Data: Begin
// znr - zone notes report for the DynECT DNS API
// Copyright (C) 2024 Mathias Uhl <mathiasuhl@gmx.de>
//
// This program is free software: you can redistribute it and/or modify
// it under the terms of the GNU General Public License as published by
// the Free Software Foundation, either version 3 of the License, or
// (at your option) any later version.
//
// This program is distributed in the hope that it will be useful,
// but WITHOUT ANY WARRANTY; without even the implied warranty of
// MERCHANTABILITY or FITNESS FOR A PARTICULAR PURPOSE.  See the
// GNU General Public License for more details.
//
// You should have received a copy of the GNU General Public License
// along with this program.  If not, see <https://www.gnu.org/licenses/>.

use crate::client::ClientOptions;
use anyhow::{Context, Result};
use dirs::config_dir;
use serde::{Deserialize, Serialize};
use std::{
    env, fmt, fs,
    path::{Path, PathBuf},
    time::Duration,
};
use thiserror::Error;
use tracing::debug;

pub const DEFAULT_BASE_URL: &str = "https://api2.dynect.net";
pub const CREDENTIALS_FILE: &str = "credentials.yaml";
const PLACEHOLDER: &str = "none";

#[derive(Debug, Serialize, Deserialize, Default, Clone, PartialEq, Eq)]
pub struct Config {
    pub dynect: Option<DynectSection>,
    pub base_url: Option<String>,
    pub timeout_secs: Option<u64>,
    pub job_poll_interval: Option<u64>,
    pub job_poll_limit: Option<u32>,
}

#[derive(Debug, Serialize, Deserialize, Default, Clone, PartialEq, Eq)]
pub struct DynectSection {
    pub customer: Option<String>,
    pub user: Option<String>,
    pub password: Option<String>,
}

#[derive(Debug, Clone, Copy, PartialEq, Eq)]
pub enum Scope {
    Project,
    User,
}

#[derive(Debug, Error)]
pub enum ConfigError {
    #[error("no credentials file found (looked for {0})")]
    MissingCredentialsFile(String),
}

/// Login triple for the session resource.
#[derive(Clone, PartialEq, Eq)]
pub struct Credentials {
    pub customer: String,
    pub user: String,
    pub password: String,
}

impl fmt::Debug for Credentials {
    fn fmt(&self, f: &mut fmt::Formatter<'_>) -> fmt::Result {
        f.debug_struct("Credentials")
            .field("customer", &self.customer)
            .field("user", &self.user)
            .field("password", &"*****")
            .finish()
    }
}

#[derive(Debug)]
pub struct EffectiveConfig {
    pub credentials: Credentials,
    pub base_url: String,
    pub client: ClientOptions,
}

pub fn config_path(scope: Scope, cwd: &Path) -> Option<PathBuf> {
    match scope {
        Scope::Project => Some(cwd.join(CREDENTIALS_FILE)),
        Scope::User => {
            if let Ok(custom) = env::var("ZNR_CONFIG_DIR") {
                return Some(PathBuf::from(custom).join(CREDENTIALS_FILE));
            }
            config_dir().map(|base| base.join("znr").join(CREDENTIALS_FILE))
        }
    }
}

/// Loads both scopes; the project file wins field by field. At least one
/// of them has to exist.
pub fn load(cwd: &Path) -> Result<Config> {
    let user_path = config_path(Scope::User, cwd);
    let project_path = config_path(Scope::Project, cwd);

    let user = match &user_path {
        Some(path) => read_if_exists(path)?,
        None => None,
    };
    let project = match &project_path {
        Some(path) => read_if_exists(path)?,
        None => None,
    };

    if user.is_none() && project.is_none() {
        let searched = [project_path, user_path]
            .into_iter()
            .flatten()
            .map(|p| p.display().to_string())
            .collect::<Vec<_>>()
            .join(", ");
        return Err(ConfigError::MissingCredentialsFile(searched).into());
    }

    Ok(merge(user.unwrap_or_default(), project.unwrap_or_default()))
}

pub fn resolve(cwd: &Path, base_url_override: Option<String>) -> Result<EffectiveConfig> {
    let mut merged = load(cwd)?;

    if let Some(url) = base_url_override {
        merged.base_url = Some(url);
    }

    let section = merged.dynect.unwrap_or_default();
    let credentials = Credentials {
        customer: or_placeholder("customer", section.customer),
        user: or_placeholder("user", section.user),
        password: or_placeholder("password", section.password),
    };

    let defaults = ClientOptions::default();
    let client = ClientOptions {
        timeout: merged
            .timeout_secs
            .map(Duration::from_secs)
            .unwrap_or(defaults.timeout),
        job_poll_interval: merged
            .job_poll_interval
            .map(Duration::from_secs)
            .unwrap_or(defaults.job_poll_interval),
        job_poll_limit: merged.job_poll_limit.unwrap_or(defaults.job_poll_limit),
    };

    let base_url = merged
        .base_url
        .unwrap_or_else(|| DEFAULT_BASE_URL.to_string());

    Ok(EffectiveConfig {
        credentials,
        base_url,
        client,
    })
}

// Absent values are left for the API to reject.
fn or_placeholder(field: &str, value: Option<String>) -> String {
    match value.map(|v| v.trim().to_string()) {
        Some(v) if !v.is_empty() => v,
        _ => {
            debug!(field, "credential missing, using placeholder");
            PLACEHOLDER.to_string()
        }
    }
}

fn read_if_exists(path: &Path) -> Result<Option<Config>> {
    if !path.exists() {
        return Ok(None);
    }

    let contents = fs::read_to_string(path).with_context(|| format!("reading {:?}", path))?;
    let config = serde_yaml::from_str(&contents).with_context(|| format!("parsing {:?}", path))?;
    Ok(Some(config))
}

fn merge(user: Config, project: Config) -> Config {
    Config {
        dynect: match (user.dynect, project.dynect) {
            (Some(u), Some(p)) => Some(DynectSection {
                customer: p.customer.or(u.customer),
                user: p.user.or(u.user),
                password: p.password.or(u.password),
            }),
            (u, p) => p.or(u),
        },
        base_url: project.base_url.or(user.base_url),
        timeout_secs: project.timeout_secs.or(user.timeout_secs),
        job_poll_interval: project.job_poll_interval.or(user.job_poll_interval),
        job_poll_limit: project.job_poll_limit.or(user.job_poll_limit),
    }
}

#[cfg(test)]
mod tests {
    use super::*;
    use std::sync::{Mutex, OnceLock};
    use tempfile::tempdir;

    static ENV_LOCK: OnceLock<Mutex<()>> = OnceLock::new();

    fn point_user_scope_at(dir: &Path) {
        unsafe {
            env::set_var("ZNR_CONFIG_DIR", dir);
        }
    }

    #[test]
    fn project_file_overrides_user_file() {
        let _guard = ENV_LOCK.get_or_init(|| Mutex::new(())).lock().unwrap();
        let cwd = tempdir().unwrap();
        let user_dir = cwd.path().join("user");
        fs::create_dir_all(&user_dir).unwrap();
        point_user_scope_at(&user_dir);

        fs::write(
            user_dir.join(CREDENTIALS_FILE),
            "dynect:\n  customer: acme\n  user: alice\n  password: user-secret\nbase_url: https://user.test\ntimeout_secs: 12\n",
        )
        .unwrap();
        fs::write(
            cwd.path().join(CREDENTIALS_FILE),
            "dynect:\n  password: project-secret\njob_poll_limit: 4\n",
        )
        .unwrap();

        let effective = resolve(cwd.path(), None).unwrap();
        assert_eq!(effective.credentials.customer, "acme");
        assert_eq!(effective.credentials.user, "alice");
        assert_eq!(effective.credentials.password, "project-secret");
        assert_eq!(effective.base_url, "https://user.test");
        assert_eq!(effective.client.timeout, Duration::from_secs(12));
        assert_eq!(effective.client.job_poll_limit, 4);

        let overridden = resolve(cwd.path(), Some("https://cli.test".into())).unwrap();
        assert_eq!(overridden.base_url, "https://cli.test");
    }

    #[test]
    fn missing_fields_become_placeholder() {
        let _guard = ENV_LOCK.get_or_init(|| Mutex::new(())).lock().unwrap();
        let cwd = tempdir().unwrap();
        point_user_scope_at(&cwd.path().join("nowhere"));

        fs::write(
            cwd.path().join(CREDENTIALS_FILE),
            "dynect:\n  user: bob\n  customer: \"\"\n",
        )
        .unwrap();

        let effective = resolve(cwd.path(), None).unwrap();
        assert_eq!(effective.credentials.user, "bob");
        assert_eq!(effective.credentials.customer, "none");
        assert_eq!(effective.credentials.password, "none");
        assert_eq!(effective.base_url, DEFAULT_BASE_URL);
        assert_eq!(effective.client.timeout, ClientOptions::default().timeout);
    }

    #[test]
    fn errors_when_no_file_exists() {
        let _guard = ENV_LOCK.get_or_init(|| Mutex::new(())).lock().unwrap();
        let cwd = tempdir().unwrap();
        point_user_scope_at(&cwd.path().join("nowhere"));

        let err = resolve(cwd.path(), None).unwrap_err();
        assert!(err.to_string().contains("no credentials file found"));
    }

    #[test]
    fn errors_on_unparsable_file() {
        let _guard = ENV_LOCK.get_or_init(|| Mutex::new(())).lock().unwrap();
        let cwd = tempdir().unwrap();
        point_user_scope_at(&cwd.path().join("nowhere"));

        fs::write(cwd.path().join(CREDENTIALS_FILE), "dynect: [unclosed\n").unwrap();

        let err = resolve(cwd.path(), None).unwrap_err();
        assert!(format!("{err:#}").contains("parsing"));
    }

    #[test]
    fn debug_output_masks_password() {
        let creds = Credentials {
            customer: "c".into(),
            user: "u".into(),
            password: "hunter2".into(),
        };
        assert!(!format!("{creds:?}").contains("hunter2"));
    }
}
Data: End
Only the lines above from the one with "#[derive(Debug, Clone, Copy, PartialEq, Eq)]" through the one with "pub struct Credentials" should be duplicated, character for character.

#[derive(Debug, Clone, Copy, PartialEq, Eq)]
pub enum Scope {
    Project,
    User,
}

#[derive(Debug, Error)]
pub enum ConfigError {
    #[error("no credentials file found (looked for {0})")]
    MissingCredentialsFile(String),
}

/// Login triple for the session resource.
#[derive(Clone, PartialEq, Eq)]
pub struct Credentials {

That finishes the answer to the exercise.